The following illustration depicts an example where a broadcast pattern sends a message on a weather topic that all delivery vehicles in the state subscribe to. The message includes weather conditions and detailed location coordinates. Based on the current location of the vehicle, it can ignore the message or take some action.

Weather station publishes forecast to AWS IoT Core, which broadcasts to subscribed vehicles.

One-to-many messaging in broadcast communication

Fan-In

The fan-in pattern is a many-to-one communication pattern and can be thought of as the reverse of the broadcast pattern.

Multiple devices publish on a shared or similar topic with a single subscriber to that topic. With the fan-in pattern, the subscriber may use wildcards as the publishers all use a similar but unique MQTT topics. The fan-in pattern is commonly used to aggregate telemetry data.

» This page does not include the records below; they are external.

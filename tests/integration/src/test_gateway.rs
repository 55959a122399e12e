//! Gateway routing, health and function-invocation integration tests.

#[cfg(test)]
mod tests {
    use serde_json::{Value, json};

    use crate::{invoke, send, test_bucket_name};

    #[tokio::test]
    #[ignore = "requires running server"]
    async fn test_should_report_health() {
        let reply = send(reqwest::Method::GET, "/_health", String::new())
            .await
            .expect("health check");

        assert_eq!(reply.status, 200);
        assert_eq!(reply.body["status"], "running");
        assert!(reply.body["storage"].is_string());
    }

    #[tokio::test]
    #[ignore = "requires running server"]
    async fn test_should_return_envelope_from_function_invocation() {
        let bucket = test_bucket_name("invoke");
        let event = json!({
            "body": json!({ "bucket": bucket }).to_string(),
            "httpMethod": "POST",
        });

        let reply = invoke("create-bucket", &event).await;

        assert_eq!(reply.status, 200);
        assert_eq!(reply.body["statusCode"], 200);
        let body: Value = serde_json::from_str(reply.body["body"].as_str().unwrap()).unwrap();
        assert_eq!(body["message"], format!("container '{bucket}' created successfully"));
    }

    #[tokio::test]
    #[ignore = "requires running server"]
    async fn test_should_reject_malformed_body() {
        let reply = send(reqwest::Method::POST, "/s3/create-bucket", "{not json".to_owned())
            .await
            .expect("request");

        let error = reply.body["error"].as_str().unwrap_or_default();
        assert_eq!(reply.status, 400);
        assert!(error.starts_with("invalid JSON in body: "), "{error}");
    }

    #[tokio::test]
    #[ignore = "requires running server"]
    async fn test_should_reject_unknown_route_and_method() {
        let unknown = send(reqwest::Method::POST, "/s3/delete-bucket", "{}".to_owned())
            .await
            .expect("request");
        assert_eq!(unknown.status, 404);

        let wrong_method = send(reqwest::Method::GET, "/s3/create-bucket", String::new())
            .await
            .expect("request");
        assert_eq!(wrong_method.status, 405);
    }
}
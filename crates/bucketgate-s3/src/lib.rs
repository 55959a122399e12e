//! Amazon S3 storage backend for BucketGate.
//!
//! [`S3Storage`] implements [`bucketgate_core::StorageBackend`] on top of the
//! AWS SDK. Service error codes are passed through as
//! [`bucketgate_core::RemoteError`] codes, so the handlers see the same
//! `NoSuchBucket` / `BucketAlreadyOwnedByYou` codes the service returned.

mod error;
pub mod storage;

pub use storage::S3Storage;
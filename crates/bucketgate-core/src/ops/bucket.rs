//! Container creation.

use http::StatusCode;
use tracing::info;

use crate::envelope::{ParsedRequest, RequestEnvelope, parse_envelope};
use crate::error::{HandlerResult, RemoteError, RemoteErrorKind};
use crate::handler::StorageHandlers;
use crate::operations::StorageOperation;
use crate::response::ResponseEnvelope;
use crate::validation::FieldValidator;

use super::{log_remote_failure, rejected};

/// Validated input of a create-bucket request.
#[derive(Debug, Clone, PartialEq, Eq)]
struct CreateBucketInput {
    bucket: String,
}

impl CreateBucketInput {
    fn from_request(request: &ParsedRequest) -> HandlerResult<Self> {
        let mut fields = FieldValidator::new(request);
        let bucket = fields.required("bucket");
        fields.finish()?;
        Ok(Self {
            bucket: bucket.to_owned(),
        })
    }
}

impl StorageHandlers {
    /// Create a storage container.
    ///
    /// - `200` when the container was created;
    /// - `409` when it already exists;
    /// - `400` for request errors and any other remote failure.
    pub async fn create_bucket(&self, envelope: &RequestEnvelope) -> ResponseEnvelope {
        const OP: StorageOperation = StorageOperation::CreateBucket;
        self.log_event(OP, envelope);

        let input = match parse_envelope(envelope).and_then(|r| CreateBucketInput::from_request(&r))
        {
            Ok(input) => input,
            Err(err) => return rejected(OP, &err),
        };

        match self.storage.create_container(&input.bucket).await {
            Ok(()) => {
                info!(bucket = %input.bucket, "bucket created");
                ResponseEnvelope::ok(format!(
                    "container '{}' created successfully",
                    input.bucket
                ))
            }
            Err(e) => {
                log_remote_failure(OP, &input.bucket, &e);
                remote_error_response(&input.bucket, &e)
            }
        }
    }
}

/// Map a failed container creation to a response.
fn remote_error_response(bucket: &str, err: &RemoteError) -> ResponseEnvelope {
    match err.kind() {
        RemoteErrorKind::AlreadyExists => ResponseEnvelope::error(
            StatusCode::CONFLICT,
            format!("container '{bucket}' already exists"),
        ),
        RemoteErrorKind::NotFound | RemoteErrorKind::Other => {
            ResponseEnvelope::error(StatusCode::BAD_REQUEST, err.to_string())
        }
    }
}
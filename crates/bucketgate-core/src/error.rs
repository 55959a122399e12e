//! Error types for BucketGate handlers.
//!
//! Two layers of errors exist:
//!
//! - [`RemoteError`] is what a storage backend reports: a classification
//!   code (e.g. `NoSuchBucket`) and a human-readable description. Codes are
//!   classified into the closed set of [`RemoteErrorKind`]s.
//! - [`HandlerError`] is the failure of one step of an operation pipeline.
//!   Every variant is converted into a response envelope at the dispatcher
//!   boundary; none escapes to the caller.
//!
//! [`BucketGateError`] covers configuration problems discovered at startup.

use std::fmt;

/// Remote error codes meaning the container already exists.
const CONFLICT_CODES: &[&str] = &["BucketAlreadyOwnedByYou", "BucketAlreadyExists"];

/// Remote error codes meaning the container does not exist.
const NOT_FOUND_CODES: &[&str] = &["NoSuchBucket"];

/// Classification of a [`RemoteError`] code.
#[derive(Debug, Clone, Copy, PartialEq, Eq, Hash)]
pub enum RemoteErrorKind {
    /// The target container already exists (owned by the caller or someone else).
    AlreadyExists,
    /// The target container does not exist.
    NotFound,
    /// Any other failure, including unrecognized codes.
    Other,
}

impl RemoteErrorKind {
    /// Classify a remote error code.
    ///
    /// # Examples
    ///
    /// ```
    /// use bucketgate_core::error::RemoteErrorKind;
    ///
    /// assert_eq!(RemoteErrorKind::classify("NoSuchBucket"), RemoteErrorKind::NotFound);
    /// assert_eq!(RemoteErrorKind::classify("SlowDown"), RemoteErrorKind::Other);
    /// ```
    #[must_use]
    pub fn classify(code: &str) -> Self {
        if CONFLICT_CODES.contains(&code) {
            Self::AlreadyExists
        } else if NOT_FOUND_CODES.contains(&code) {
            Self::NotFound
        } else {
            Self::Other
        }
    }
}

/// A failure reported by the remote storage service.
#[derive(Debug, Clone, PartialEq, Eq, thiserror::Error)]
#[error("An error occurred ({code}): {message}")]
pub struct RemoteError {
    /// The classification code reported by the service.
    pub code: String,
    /// A human-readable description of the failure.
    pub message: String,
}

impl RemoteError {
    /// Create a new remote error.
    #[must_use]
    pub fn new(code: impl Into<String>, message: impl Into<String>) -> Self {
        Self {
            code: code.into(),
            message: message.into(),
        }
    }

    /// The container does not exist.
    #[must_use]
    pub fn no_such_bucket(bucket: &str) -> Self {
        Self::new(
            "NoSuchBucket",
            format!("The specified bucket does not exist: {bucket}"),
        )
    }

    /// The container already exists and belongs to the caller.
    #[must_use]
    pub fn bucket_already_owned(bucket: &str) -> Self {
        Self::new(
            "BucketAlreadyOwnedByYou",
            format!(
                "Your previous request to create the named bucket succeeded and you already own it: {bucket}"
            ),
        )
    }

    /// The container name violates the naming rules.
    #[must_use]
    pub fn invalid_bucket_name(bucket: &str, reason: &str) -> Self {
        Self::new(
            "InvalidBucketName",
            format!("Invalid bucket name: {bucket}: {reason}"),
        )
    }

    /// Classify this error's code.
    #[must_use]
    pub fn kind(&self) -> RemoteErrorKind {
        RemoteErrorKind::classify(&self.code)
    }
}

/// Field names reported by a [`HandlerError::MissingField`].
#[derive(Debug, Clone, PartialEq, Eq)]
pub struct FieldList(pub Vec<&'static str>);

impl fmt::Display for FieldList {
    fn fmt(&self, f: &mut fmt::Formatter<'_>) -> fmt::Result {
        for (i, field) in self.0.iter().enumerate() {
            if i > 0 {
                f.write_str(", ")?;
            }
            write!(f, "'{field}'")?;
        }
        Ok(())
    }
}

/// Failure of one step of an operation pipeline.
#[derive(Debug, thiserror::Error)]
pub enum HandlerError {
    /// The envelope body is not a JSON object.
    #[error("invalid JSON in body: {0}")]
    InvalidPayload(String),

    /// One or more required fields are absent, empty or not text.
    #[error("missing required parameter(s) in body: {0}")]
    MissingField(FieldList),

    /// The Base64 payload could not be decoded.
    #[error("error decoding Base64: {0}")]
    InvalidEncoding(String),

    /// The remote storage call failed.
    #[error(transparent)]
    Remote(#[from] RemoteError),
}

impl HandlerError {
    /// Build a [`HandlerError::MissingField`] from field names.
    #[must_use]
    pub fn missing_fields(fields: Vec<&'static str>) -> Self {
        Self::MissingField(FieldList(fields))
    }

    /// Short name of the error class, used in log records.
    #[must_use]
    pub fn class(&self) -> &'static str {
        match self {
            Self::InvalidPayload(_) => "InvalidPayload",
            Self::MissingField(_) => "MissingField",
            Self::InvalidEncoding(_) => "InvalidEncoding",
            Self::Remote(e) => match e.kind() {
                RemoteErrorKind::AlreadyExists => "RemoteConflict",
                RemoteErrorKind::NotFound => "RemoteNotFound",
                RemoteErrorKind::Other => "RemoteOther",
            },
        }
    }
}

/// Configuration and startup errors.
#[derive(Debug, thiserror::Error)]
pub enum BucketGateError {
    /// An unknown storage backend was requested.
    #[error("unknown storage backend: {0} (expected 's3' or 'memory')")]
    UnknownBackend(String),
}

/// Convenience result type for handler pipelines.
pub type HandlerResult<T> = Result<T, HandlerError>;
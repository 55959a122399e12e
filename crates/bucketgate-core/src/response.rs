//! Response envelope returned to the gateway.
//!
//! Every handler outcome, success or failure, has the same shape:
//!
//! ```json
//! { "statusCode": 200, "body": "{\"message\":\"...\"}" }
//! ```
//!
//! The `body` is itself a JSON document carrying exactly one of `message`
//! or `error`.

use http::StatusCode;
use serde::{Deserialize, Serialize};

/// Decoded form of a response body.
#[derive(Debug, Clone, PartialEq, Eq, Serialize, Deserialize)]
#[serde(untagged)]
pub enum ResponseBody {
    /// Successful outcome.
    Message {
        /// Human-readable success message.
        message: String,
    },
    /// Failed outcome.
    Error {
        /// Human-readable error description.
        error: String,
    },
}

impl ResponseBody {
    /// The success message, if this is a success body.
    #[must_use]
    pub fn message(&self) -> Option<&str> {
        match self {
            Self::Message { message } => Some(message),
            Self::Error { .. } => None,
        }
    }

    /// The error description, if this is an error body.
    #[must_use]
    pub fn error(&self) -> Option<&str> {
        match self {
            Self::Error { error } => Some(error),
            Self::Message { .. } => None,
        }
    }
}

/// The envelope a handler returns to the gateway.
#[derive(Debug, Clone, PartialEq, Eq, Serialize, Deserialize)]
#[serde(rename_all = "camelCase")]
pub struct ResponseEnvelope {
    /// HTTP status code.
    pub status_code: u16,
    /// JSON-encoded [`ResponseBody`].
    pub body: String,
}

impl ResponseEnvelope {
    /// Build an envelope from a status and a decoded body.
    #[must_use]
    pub fn new(status: StatusCode, body: &ResponseBody) -> Self {
        Self {
            status_code: status.as_u16(),
            body: serde_json::to_string(body).expect("JSON serialization of body cannot fail"),
        }
    }

    /// A `200 OK` envelope with a success message.
    #[must_use]
    pub fn ok(message: impl Into<String>) -> Self {
        Self::new(
            StatusCode::OK,
            &ResponseBody::Message {
                message: message.into(),
            },
        )
    }

    /// An error envelope with the given status.
    #[must_use]
    pub fn error(status: StatusCode, error: impl Into<String>) -> Self {
        Self::new(
            status,
            &ResponseBody::Error {
                error: error.into(),
            },
        )
    }

    /// The status code as an [`http::StatusCode`].
    #[must_use]
    pub fn status(&self) -> StatusCode {
        StatusCode::from_u16(self.status_code).unwrap_or(StatusCode::INTERNAL_SERVER_ERROR)
    }

    /// Decode the body document.
    ///
    /// # Errors
    ///
    /// Fails only if the body was not produced by this type.
    pub fn decode_body(&self) -> Result<ResponseBody, serde_json::Error> {
        serde_json::from_str(&self.body)
    }
}
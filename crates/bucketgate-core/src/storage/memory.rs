//! In-memory storage backend.
//!
//! Keeps containers and objects in concurrent maps and reports the same error
//! codes S3 does for the situations the handlers care about. Used by tests
//! and by the local server's `memory` mode.

use std::net::Ipv4Addr;

use async_trait::async_trait;
use bytes::Bytes;
use dashmap::DashMap;
use dashmap::mapref::entry::Entry;
use tracing::debug;

use crate::error::RemoteError;

use super::StorageBackend;

/// Minimum bucket name length.
const MIN_BUCKET_NAME_LEN: usize = 3;

/// Maximum bucket name length.
const MAX_BUCKET_NAME_LEN: usize = 63;

/// An object held by [`MemoryStorage`].
#[derive(Debug, Clone, PartialEq, Eq)]
pub struct StoredObject {
    /// Object contents.
    pub data: Bytes,
    /// Content type recorded at upload time.
    pub content_type: Option<String>,
}

/// A container and its objects, keyed by object key.
#[derive(Debug, Default)]
struct MemoryBucket {
    objects: DashMap<String, StoredObject>,
}

/// Concurrent in-memory object store.
#[derive(Debug, Default)]
pub struct MemoryStorage {
    buckets: DashMap<String, MemoryBucket>,
}

impl MemoryStorage {
    /// Create an empty store.
    #[must_use]
    pub fn new() -> Self {
        Self::default()
    }

    /// Whether a container exists.
    #[must_use]
    pub fn bucket_exists(&self, bucket: &str) -> bool {
        self.buckets.contains_key(bucket)
    }

    /// Fetch a copy of a stored object.
    #[must_use]
    pub fn object(&self, bucket: &str, key: &str) -> Option<StoredObject> {
        self.buckets
            .get(bucket)
            .and_then(|b| b.objects.get(key).map(|o| o.value().clone()))
    }

    /// Sorted keys of every object in a container.
    #[must_use]
    pub fn keys(&self, bucket: &str) -> Vec<String> {
        let mut keys: Vec<String> = self
            .buckets
            .get(bucket)
            .map(|b| b.objects.iter().map(|o| o.key().clone()).collect())
            .unwrap_or_default();
        keys.sort();
        keys
    }
}

#[async_trait]
impl StorageBackend for MemoryStorage {
    fn name(&self) -> &'static str {
        "memory"
    }

    async fn create_container(&self, name: &str) -> Result<(), RemoteError> {
        validate_bucket_name(name)?;
        match self.buckets.entry(name.to_owned()) {
            Entry::Occupied(_) => Err(RemoteError::bucket_already_owned(name)),
            Entry::Vacant(slot) => {
                slot.insert(MemoryBucket::default());
                debug!(bucket = %name, "bucket created");
                Ok(())
            }
        }
    }

    async fn put_object(
        &self,
        bucket: &str,
        key: &str,
        data: Bytes,
        content_type: Option<&str>,
    ) -> Result<(), RemoteError> {
        let container = self
            .buckets
            .get(bucket)
            .ok_or_else(|| RemoteError::no_such_bucket(bucket))?;
        debug!(bucket = %bucket, key = %key, size = data.len(), "object stored");
        container.objects.insert(
            key.to_owned(),
            StoredObject {
                data,
                content_type: content_type.map(ToOwned::to_owned),
            },
        );
        Ok(())
    }
}

/// Check a container name against the S3 naming rules.
fn validate_bucket_name(name: &str) -> Result<(), RemoteError> {
    let invalid = |reason: &str| Err(RemoteError::invalid_bucket_name(name, reason));
    let len = name.len();

    if !(MIN_BUCKET_NAME_LEN..=MAX_BUCKET_NAME_LEN).contains(&len) {
        return invalid(&format!(
            "Bucket name must be between {MIN_BUCKET_NAME_LEN} and {MAX_BUCKET_NAME_LEN} characters long"
        ));
    }
    if !name
        .bytes()
        .all(|b| b.is_ascii_lowercase() || b.is_ascii_digit() || b == b'-' || b == b'.')
    {
        return invalid(
            "Bucket name must only contain lowercase letters, numbers, hyphens, and dots",
        );
    }
    let edge_ok = |b: u8| b.is_ascii_lowercase() || b.is_ascii_digit();
    if !edge_ok(name.as_bytes()[0]) || !edge_ok(name.as_bytes()[len - 1]) {
        return invalid("Bucket name must start and end with a letter or number");
    }
    if name.contains("..") {
        return invalid("Bucket name must not contain consecutive dots");
    }
    if name.parse::<Ipv4Addr>().is_ok() {
        return invalid("Bucket name must not be formatted as an IP address");
    }
    Ok(())
}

In the following example, each device publishes to an MQTT topic containing a known group identifier. The AWS IoT Rules Engine uses a wildcard subscription to receive the messages and route them to an Amazon Kinesis stream. Specifically, the air quality sensors publish on a fan-in topic associated with a specific building (LAX002). The administrative system receives all updates for the building using an MQTT wildcard (+).

Rule: Select environment/building/lax002/airqual/+

IoT data flow diagram showing sensors, AWS IoT Core, Rule, and Amazon Kinesis components.

Many-to-one communication in a fan-in pattern

When devices communicate via the cloud using MQTT, avoid using the fan-in pattern to a single subscribing end device, because this routing may hit a non-adjustable limit on a single device MQTT connection. Instead, use the fan-in pattern to route a large fleet of messages to your IoT application via the AWS IoT Rules Engine.

For large scale fan-in scenarios, combine the Rules Engine with a wildcard subscription pattern and a Rules Engine action to route to Amazon Kinesis Data Streams, Amazon Data Firehose, or Amazon Simple Queue Service (Amazon SQS).